Eine Untersuchungsmethode ist die Absorptions-Spektroskopie. Mit diesem Verfahren vergleichen die Forscher Kennlinien von Substanzen mit Referenz-Kennlinien, die von bereits bekannten Wirkstoffen stammen. Die Spektrallinien entstehen, wenn Licht einer ganz bestimmten Wellenlänge auf die Probe trifft und dann von einer Spezialkamera aufgefangen wird.

„Finden wir ähnliche Muster, schauen wir uns die Stoffe genauer an“, erläutert von Kries. Aus einer Substanzbibliothek von rund zwanzigtausend Stoffen erzielte er auf diese Weise sechzehn oder siebzehn Treffer. „Vier habe ich dann ausgewählt, sozusagen per Hand, und zum Testen an die Kollegen aus dem Max-Planck-Institut für Infektionsbiologie gegeben“, berichtet der FMP-Forscher. Und eine davon war tatsächlich wirksam gegen die Tuberkulose-Bakterien. Jens Peter von Kries: „Das ist wie ein Fünfer im Lotto.“

Die systematische Suche hatte sich auf einen ganz bestimmten grundlegenden Wirkmechanismus in Zellen konzentriert. „Es geht um die Signalübertragung von außen in die Zelle und weiter in den Zellkern“, erläutert von Kries. Es gibt nun bereits bekannte Substanzen, die in diese Signalkaskade eingreifen und die Übertragung stoppen können.

Neues gerät kann 30.000 Proben am Tag untersuchen

Zwei dieser Substanzen nahmen die FMP-Forscher als Referenzmaterial und verglichen per Absorptions-Spektroskopie deren Kennlinien mit all den anderen Stoffen aus der Substanzbibliothek. „Auch künftige Screenings sollen gezielt die Signalübertragung und beteiligte Enzyme ins Visier nehmen“, sagt von Kries.
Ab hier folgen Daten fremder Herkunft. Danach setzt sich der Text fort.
// error.rs - 🚀 Memory Safe Error Types 🚀

use thiserror::Error;

/// Pipeline failures surfaced to callers. Each stage aborts the request on
/// its first hard error; partial results are never returned.
#[derive(Debug, Error)]
pub enum OmrError {
    /// The uploaded bytes could not be decoded as an image.
    #[error("could not decode image: {0}")]
    InvalidImage(String),

    /// Detection produced zero candidate bubble contours.
    #[error("no bubble contours detected, check image quality and parameters")]
    NoBubblesDetected,

    /// Grouping produced zero question rows.
    #[error("no structured rows detected, check bubble grouping parameters")]
    NoRowsDetected,

    /// Anything else that went wrong inside the pipeline.
    #[error("internal processing error: {0}")]
    Internal(String),
}
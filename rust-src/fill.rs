// fill.rs - 🚀 Blazingly Fast Fill Analysis with Memory Safety 🚀
//
// Decides how strongly a single bubble is marked by combining three
// independent darkness estimators over the pixels inside its contour.

use image::{imageops, GrayImage, Luma};
use imageproc::contrast::otsu_level;
use imageproc::drawing::draw_polygon_mut;
use imageproc::edges::canny;
use imageproc::hough::{detect_lines, LineDetectionOptions};
use imageproc::point::Point;

use crate::config::FillParams;
use crate::detect::Candidate;

const CANNY_LOW: f32 = 30.0;
const CANNY_HIGH: f32 = 100.0;
/// In-mask edge density above which the mark is probed for line segments.
const EDGE_DENSITY_LIMIT: f64 = 0.4;
/// More line segments than this means text or a strikethrough, not a fill.
const MAX_LINE_SEGMENTS: usize = 3;
const HOUGH_OPTIONS: LineDetectionOptions = LineDetectionOptions {
    vote_threshold: 5,
    suppression_radius: 2,
};

/// Classification of a single bubble.
#[derive(Debug, Clone, Copy, PartialEq, Eq)]
pub enum BubbleState {
    Blank,
    Filled,
    Partial,
    Invalid,
}

/// Classify one bubble and report its fill ratio in `[0, 1]`.
///
/// The grayscale is sampled only inside the contour; the immediate
/// surround inside the bounding box serves as the paper reference.
pub fn analyze_fill(gray: &GrayImage, candidate: &Candidate, params: &FillParams) -> (BubbleState, f64) {
    let (width, height) = gray.dimensions();
    let bbox = &candidate.bbox;
    if candidate.points.len() < 3 || bbox.x < 0 || bbox.y < 0 {
        return (BubbleState::Invalid, 0.0);
    }
    let x = bbox.x as u32;
    let y = bbox.y as u32;
    let w = (bbox.w as u32).min(width.saturating_sub(x));
    let h = (bbox.h as u32).min(height.saturating_sub(y));
    if w == 0 || h == 0 {
        return (BubbleState::Invalid, 0.0);
    }

    let region = imageops::crop_imm(gray, x, y, w, h).to_image();
    let mask = contour_mask(&candidate.points, bbox.x, bbox.y, w, h);

    let inside: Vec<u8> = region
        .pixels()
        .zip(mask.pixels())
        .filter(|(_, m)| m[0] > 0)
        .map(|(p, _)| p[0])
        .collect();
    if inside.is_empty() {
        return (BubbleState::Invalid, 0.0);
    }

    let fill_ratio = calculate_fill_ratio(&region, &mask, &inside);

    if !is_valid_fill_pattern(&region, &mask) {
        return (BubbleState::Invalid, fill_ratio);
    }

    if fill_ratio > params.fill_threshold {
        (BubbleState::Filled, fill_ratio)
    } else if fill_ratio > params.partial_fill_threshold {
        (BubbleState::Partial, fill_ratio)
    } else {
        (BubbleState::Blank, fill_ratio)
    }
}

/// Filled polygon of the contour, translated into bounding-box coordinates.
fn contour_mask(points: &[Point<i32>], offset_x: i32, offset_y: i32, w: u32, h: u32) -> GrayImage {
    let mut mask = GrayImage::new(w, h);
    let local: Vec<Point<i32>> = points
        .iter()
        .map(|p| Point::new(p.x - offset_x, p.y - offset_y))
        .collect();
    draw_polygon_mut(&mut mask, &local, Luma([255]));
    mask
}

/// Weighted combination of three darkness estimators:
/// how much darker the inside is than the surround, how much of it sits
/// below a per-bubble threshold, and how much Otsu calls ink.
fn calculate_fill_ratio(region: &GrayImage, mask: &GrayImage, inside: &[u8]) -> f64 {
    let n = inside.len() as f64;
    let mean_inside = inside.iter().map(|&v| v as f64).sum::<f64>() / n;

    let outside: Vec<f64> = region
        .pixels()
        .zip(mask.pixels())
        .filter(|(_, m)| m[0] == 0)
        .map(|(p, _)| p[0] as f64)
        .collect();
    let background = if outside.is_empty() {
        255.0
    } else {
        outside.iter().sum::<f64>() / outside.len() as f64
    };

    let intensity_ratio = (1.0 - mean_inside / background.max(1.0)).clamp(0.0, 1.0);

    let variance = inside
        .iter()
        .map(|&v| (v as f64 - mean_inside).powi(2))
        .sum::<f64>()
        / n;
    let threshold = (mean_inside - variance.sqrt()).max(percentile(inside, 25.0));
    let dark = inside.iter().filter(|&&v| (v as f64) < threshold).count();
    let threshold_ratio = dark as f64 / n;

    let mut whitened = region.clone();
    for (dst, m) in whitened.pixels_mut().zip(mask.pixels()) {
        if m[0] == 0 {
            dst[0] = 255;
        }
    }
    let level = otsu_level(&whitened);
    let otsu_dark = inside.iter().filter(|&&v| v <= level).count();
    let otsu_ratio = otsu_dark as f64 / n;

    (0.4 * intensity_ratio + 0.3 * threshold_ratio + 0.3 * otsu_ratio).clamp(0.0, 1.0)
}

/// Linear-interpolated percentile of the sample, matching the usual
/// statistics convention.
fn percentile(values: &[u8], p: f64) -> f64 {
    let mut sorted: Vec<u8> = values.to_vec();
    sorted.sort_unstable();
    if sorted.len() == 1 {
        return sorted[0] as f64;
    }
    let rank = p / 100.0 * (sorted.len() - 1) as f64;
    let low = rank.floor() as usize;
    let high = rank.ceil() as usize;
    let fraction = rank - low as f64;
    sorted[low] as f64 + (sorted[high] as f64 - sorted[low] as f64) * fraction
}

/// A plausible pencil fill is smooth inside: a mark that is mostly edges
/// resolving into several straight segments is text or a strikethrough.
fn is_valid_fill_pattern(region: &GrayImage, mask: &GrayImage) -> bool {
    let edges = canny(region, CANNY_LOW, CANNY_HIGH);

    let mut inside_count = 0usize;
    let mut edge_count = 0usize;
    for (e, m) in edges.pixels().zip(mask.pixels()) {
        if m[0] > 0 {
            inside_count += 1;
            if e[0] > 0 {
                edge_count += 1;
            }
        }
    }
    if inside_count == 0 {
        return true;
    }

    let edge_ratio = edge_count as f64 / inside_count as f64;
    if edge_ratio > EDGE_DENSITY_LIMIT {
        let lines = detect_lines(&edges, HOUGH_OPTIONS);
        if lines.len() > MAX_LINE_SEGMENTS {
            return false;
        }
    }
    true
}
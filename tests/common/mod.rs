// Synthetic answer-sheet rendering for end-to-end pipeline tests.
//
// Sheets follow the physical layout the decoder expects: four columns of
// question rows in the lower 60% of the page, five printed bubble outlines
// per question, marks drawn over the outlines the way a candidate would.

use image::{DynamicImage, Rgb, RgbImage};
use imageproc::drawing::{draw_filled_circle_mut, draw_hollow_circle_mut};
use std::io::Cursor;

pub const SHEET_W: u32 = 1280;
pub const SHEET_H: u32 = 1100;

const COLUMN_BASE_X: i32 = 150;
const COLUMN_PITCH: i32 = 300;
const CHOICE_PITCH: i32 = 45;
const ROW_BASE_Y: i32 = 470;
const ROW_PITCH: i32 = 58;
const OUTLINE_RADIUS: i32 = 13;
const MARK_RADIUS: i32 = 14;
const NUM_COLUMNS: usize = 4;
const NUM_CHOICES: usize = 5;

const PAPER: Rgb<u8> = Rgb([255, 255, 255]);
const OUTLINE: Rgb<u8> = Rgb([140, 140, 140]);
const INK: Rgb<u8> = Rgb([0, 0, 0]);

/// How a candidate marked one question.
#[derive(Debug, Clone, Copy)]
pub enum Mark {
    None,
    /// Solid fill over the given choice.
    Fill(usize),
    /// Half-filled bubble (light, hesitant mark).
    Half(usize),
    /// Two solid fills.
    Double(usize, usize),
    /// Two half-filled bubbles in the same row.
    DoubleHalf(usize, usize),
}

pub struct SheetBuilder {
    num_questions: usize,
    marks: Vec<Mark>,
    omitted: Vec<usize>,
}

impl SheetBuilder {
    pub fn new(num_questions: usize) -> Self {
        Self {
            num_questions,
            marks: vec![Mark::None; num_questions],
            omitted: Vec::new(),
        }
    }

    pub fn mark(mut self, question: usize, mark: Mark) -> Self {
        self.marks[question] = mark;
        self
    }

    pub fn mark_all(mut self, f: impl Fn(usize) -> Mark) -> Self {
        for q in 0..self.num_questions {
            self.marks[q] = f(q);
        }
        self
    }

    /// Leave this question's printed outlines off the sheet entirely,
    /// simulating a print defect or damaged row.
    pub fn omit_question(mut self, question: usize) -> Self {
        self.omitted.push(question);
        self
    }

    pub fn png(self) -> Vec<u8> {
        let mut img = RgbImage::from_pixel(SHEET_W, SHEET_H, PAPER);
        let per_column = (self.num_questions + NUM_COLUMNS - 1) / NUM_COLUMNS;

        for q in 0..self.num_questions {
            if self.omitted.contains(&q) {
                continue;
            }
            for choice in 0..NUM_CHOICES {
                let (cx, cy) = bubble_center(q, choice, per_column);
                // Printed outlines are two pixels wide so they binarize
                // reliably across the thresholding strategies.
                draw_hollow_circle_mut(&mut img, (cx, cy), OUTLINE_RADIUS, OUTLINE);
                draw_hollow_circle_mut(&mut img, (cx, cy), OUTLINE_RADIUS - 1, OUTLINE);
            }
            match self.marks[q] {
                Mark::None => {}
                Mark::Fill(choice) => {
                    let (cx, cy) = bubble_center(q, choice, per_column);
                    draw_filled_circle_mut(&mut img, (cx, cy), MARK_RADIUS, INK);
                }
                Mark::Half(choice) => {
                    let (cx, cy) = bubble_center(q, choice, per_column);
                    draw_half_disk(&mut img, cx, cy, MARK_RADIUS);
                }
                Mark::Double(first, second) => {
                    for choice in [first, second] {
                        let (cx, cy) = bubble_center(q, choice, per_column);
                        draw_filled_circle_mut(&mut img, (cx, cy), MARK_RADIUS, INK);
                    }
                }
                Mark::DoubleHalf(first, second) => {
                    for choice in [first, second] {
                        let (cx, cy) = bubble_center(q, choice, per_column);
                        draw_half_disk(&mut img, cx, cy, MARK_RADIUS);
                    }
                }
            }
        }

        encode_png(img)
    }
}

fn bubble_center(question: usize, choice: usize, per_column: usize) -> (i32, i32) {
    let column = (question / per_column) as i32;
    let row = (question % per_column) as i32;
    (
        COLUMN_BASE_X + column * COLUMN_PITCH + choice as i32 * CHOICE_PITCH,
        ROW_BASE_Y + row * ROW_PITCH,
    )
}

/// Bottom half of the bubble filled, outline left visible on top.
fn draw_half_disk(img: &mut RgbImage, cx: i32, cy: i32, r: i32) {
    for dy in 0..=r {
        for dx in -r..=r {
            if dx * dx + dy * dy <= r * r {
                let x = cx + dx;
                let y = cy + dy;
                if x >= 0 && y >= 0 && (x as u32) < SHEET_W && (y as u32) < SHEET_H {
                    img.put_pixel(x as u32, y as u32, INK);
                }
            }
        }
    }
}

/// Uniformly colored page with no structure at all.
pub fn flat_page(width: u32, height: u32, value: u8) -> Vec<u8> {
    encode_png(RgbImage::from_pixel(width, height, Rgb([value, value, value])))
}

fn encode_png(img: RgbImage) -> Vec<u8> {
    let mut bytes = Vec::new();
    DynamicImage::ImageRgb8(img)
        .write_to(&mut Cursor::new(&mut bytes), image::ImageOutputFormat::Png)
        .expect("in-memory PNG encoding cannot fail");
    bytes
}
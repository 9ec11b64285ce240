// config.rs - 🚀 Blazingly Fast Configuration Management 🚀

use anyhow::{Context, Result};
use serde::{Deserialize, Serialize};
use std::path::Path;

/// Detection configuration with defaults tuned for scanned answer sheets 🚀
///
/// The default values are part of the observable contract: changing them
/// changes which contours survive filtering and how fills are classified.
#[derive(Debug, Clone, Serialize, Deserialize)]
#[serde(default)]
pub struct DetectionConfig {
    pub sheet: SheetLayout,
    pub bubble_filter: BubbleFilterParams,
    pub grouping: GroupingParams,
    pub fill: FillParams,
}

impl Default for DetectionConfig {
    fn default() -> Self {
        Self {
            sheet: SheetLayout::default(),
            bubble_filter: BubbleFilterParams::default(),
            grouping: GroupingParams::default(),
            fill: FillParams::default(),
        }
    }
}

impl DetectionConfig {
    /// Load a configuration override from a YAML file.
    pub fn load<P: AsRef<Path>>(path: P) -> Result<Self> {
        let content = std::fs::read_to_string(path.as_ref())
            .with_context(|| format!("Failed to read config file: {}", path.as_ref().display()))?;
        let config: Self = serde_yaml::from_str(&content)
            .with_context(|| format!("Failed to parse config YAML: {}", path.as_ref().display()))?;
        Ok(config)
    }
}

/// Physical layout of the answer sheet.
#[derive(Debug, Clone, Serialize, Deserialize)]
#[serde(default)]
pub struct SheetLayout {
    /// Choices per question (bubbles per row, lettered from 'A').
    pub num_choices: usize,
    /// Vertical stacks of question rows across the page.
    pub num_columns: usize,
    /// Fraction of the page height above which contours belong to the header.
    pub header_fraction: f64,
    /// Fraction of the page height below which contours belong to the footer.
    pub footer_fraction: f64,
}

impl Default for SheetLayout {
    fn default() -> Self {
        Self {
            num_choices: 5,
            num_columns: 4,
            header_fraction: 0.40,
            footer_fraction: 0.95,
        }
    }
}

/// Geometric filters applied to candidate contours.
#[derive(Debug, Clone, Serialize, Deserialize)]
#[serde(default)]
pub struct BubbleFilterParams {
    pub min_bubble_area: f64,
    pub max_bubble_area: f64,
    /// Relative area bounds as fractions of W·H, intersected with the
    /// absolute bounds above.
    pub relative_min_area: f64,
    pub relative_max_area: f64,
    pub min_aspect_ratio: f64,
    pub max_aspect_ratio: f64,
    pub circularity_threshold: f64,
    pub min_contour_points: usize,
}

impl Default for BubbleFilterParams {
    fn default() -> Self {
        Self {
            min_bubble_area: 80.0,
            max_bubble_area: 1600.0,
            relative_min_area: 0.00005,
            relative_max_area: 0.002,
            min_aspect_ratio: 0.5,
            max_aspect_ratio: 2.0,
            circularity_threshold: 0.8,
            min_contour_points: 5,
        }
    }
}

/// Spatial clustering tolerances for the question lattice.
#[derive(Debug, Clone, Serialize, Deserialize)]
#[serde(default)]
pub struct GroupingParams {
    pub row_tolerance: f64,
    pub column_tolerance: f64,
    /// Bounding-box overlap fraction above which two bubbles in one row are
    /// considered duplicates.
    pub overlap_fraction: f64,
}

impl Default for GroupingParams {
    fn default() -> Self {
        Self {
            row_tolerance: 50.0,
            column_tolerance: 150.0,
            overlap_fraction: 0.3,
        }
    }
}

/// Fill-ratio classification thresholds.
#[derive(Debug, Clone, Serialize, Deserialize)]
#[serde(default)]
pub struct FillParams {
    pub fill_threshold: f64,
    pub partial_fill_threshold: f64,
}

impl Default for FillParams {
    fn default() -> Self {
        Self {
            fill_threshold: 0.60,
            partial_fill_threshold: 0.25,
        }
    }
}

#[cfg(test)]
mod tests {
    use super::*;

    #[test]
    fn defaults_carry_the_contract_constants() {
        let config = DetectionConfig::default();
        assert_eq!(config.sheet.num_choices, 5);
        assert_eq!(config.sheet.num_columns, 4);
        assert_eq!(config.bubble_filter.min_bubble_area, 80.0);
        assert_eq!(config.bubble_filter.max_bubble_area, 1600.0);
        assert_eq!(config.grouping.row_tolerance, 50.0);
        assert_eq!(config.grouping.column_tolerance, 150.0);
        assert_eq!(config.fill.fill_threshold, 0.60);
        assert_eq!(config.fill.partial_fill_threshold, 0.25);
    }

    #[test]
    fn partial_yaml_override_keeps_defaults() {
        let config: DetectionConfig =
            serde_yaml::from_str("grouping:\n  row_tolerance: 60\n").unwrap();
        assert_eq!(config.grouping.row_tolerance, 60.0);
        assert_eq!(config.grouping.column_tolerance, 150.0);
        assert_eq!(config.sheet.num_choices, 5);
    }
}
Hierfür verfügt die Screening Unit am FMP seit kurzem über ein neues Gerät. Es handelt sich um ein vollautomatisches Screening-System, das bis zu 30.000 Proben am Tag untersuchen kann. Neben dem hohen Durchsatz gibt es einen weiteren Vorteil: „Mit dem Roboter von Caliper untersuchen wir Enzyme auf einem Substrat, das der natürlichen Umgebung der Zelle sehr ähnelt“, sagt von Kries. Die Ergebnisse seien dadurch viel genauer.

Lab-on-a-Chip- Technologie

Der FMP-Forscher: „Wir hoffen, dass wir mit der neuen Technik auch schwach wirksame Substanzen identifizieren können, die bei herkömmlichen Screening-Verfahren unentdeckt bleiben würden.“ Auf diese Weise könne man neue Wirkstoffklassen finden und Pharmaunternehmen zur Entwicklung womöglich verträglicherer Arzneien anbieten.

Eben erst wurden die letzten Umbauten am Labor vorgenommen, sodass die Maschine bald an die Arbeit gehen kann. Das FMP wird dann das erste Forschungsinstitut weltweit sein, das diese moderne Lab-on-a-Chip- Technologie einsetzt.